Menutup diri serapat mungkin menghindari hidup yang sebenarnya, belum siap menghadapi apapun, lagi sibijak berkata dasar si lemah dan tidak berguna. Setelah mengetik tulisan ini sesaat berdatangan ketenangan menegurku. Sial esoknya bangunku kembali kesiangan apalagi dalam menyapa orang dan kemudian merangkak berdiri lalu berjalan gontai sempoyongan melewati lorong rumah yang sudah sepi ditinggalkan, jongkok lalu menghitung hari-hari yang ku anggap sedih. sungguh pria dalam kaca itu sangat pandai mengecewakan orang.
Tenang saja dimensi depresiku belum separah chris cornell hanya saja sesekali ingin membenturkan kepala ketembok dan menikam leher dengan gunting. Kadang terlintas pikiran bahwa mati lebih dulu dari orang-orang yang disayangi adalah cara terbaik untuk tidak kehilangan dan berlarut dalam genang kelam. Sehingga pada akhirnya menikmati hidup atau tidak semua akan mati juga.
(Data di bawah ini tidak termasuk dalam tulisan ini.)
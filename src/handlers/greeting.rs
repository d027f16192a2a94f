//! The server greeting: the one response with no tag, observed before
//! any command has been written.

use super::TaggedOutcome;
use crate::codec::response::{Response, Untagged};
use crate::error::{Error, Result};
use crate::pipeline::Stage;
use std::sync::{Arc, Mutex};
use tokio::sync::oneshot;

struct GreetingStage {
    reply: Mutex<Option<oneshot::Sender<Result<TaggedOutcome>>>>,
}

impl Stage for GreetingStage {
    fn name(&self) -> &str {
        "greeting"
    }

    fn handle(&self, response: &Response) -> bool {
        match response {
            Response::Untagged(Untagged::Conditional(cond)) => {
                if let Some(reply) = self.reply.lock().expect("greeting reply poisoned").take() {
                    let _ = reply.send(Ok(TaggedOutcome {
                        status: cond.status,
                        code: cond.code.clone(),
                        text: cond.text.clone(),
                    }));
                }
                true
            }
            Response::Fatal(reason) => {
                if let Some(reply) = self.reply.lock().expect("greeting reply poisoned").take() {
                    let _ = reply.send(Err(Error::GreetingFailed(reason.clone())));
                }
                true
            }
            _ => false,
        }
    }
}

/// Build the one-shot stage that resolves as soon as the server's
/// greeting line arrives (or fails if the connection dies first).
pub fn greeting(reply: oneshot::Sender<Result<TaggedOutcome>>) -> Arc<dyn Stage> {
    Arc::new(GreetingStage {
        reply: Mutex::new(Some(reply)),
    })
}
Aku selalu mampu bermimpi menghadapi kenyataan tapi nyatanya menghadapi kenyataan adalah sebuah mimpi. Bersembunyi dalam topeng senyum, Aku malas untuk berbincang tapi selalu senang melihat orang berbincang, menyimak bagaimana satu sama lain berinteraksi rasanya sungguh sangat membahagiakan.Â
Berbagi resonasi secara tidak langsung. Banyak hal berputar dikepala menyaksikan bagaimana kesedihan itu menjalar melalui arteri, depresi musim panas, kata yang tertulis adalah barisan huruf yang berderet rapuh, menyentuh setiap sudut terasing. Berputar-putar lalu memar, tersungkur dan membiru.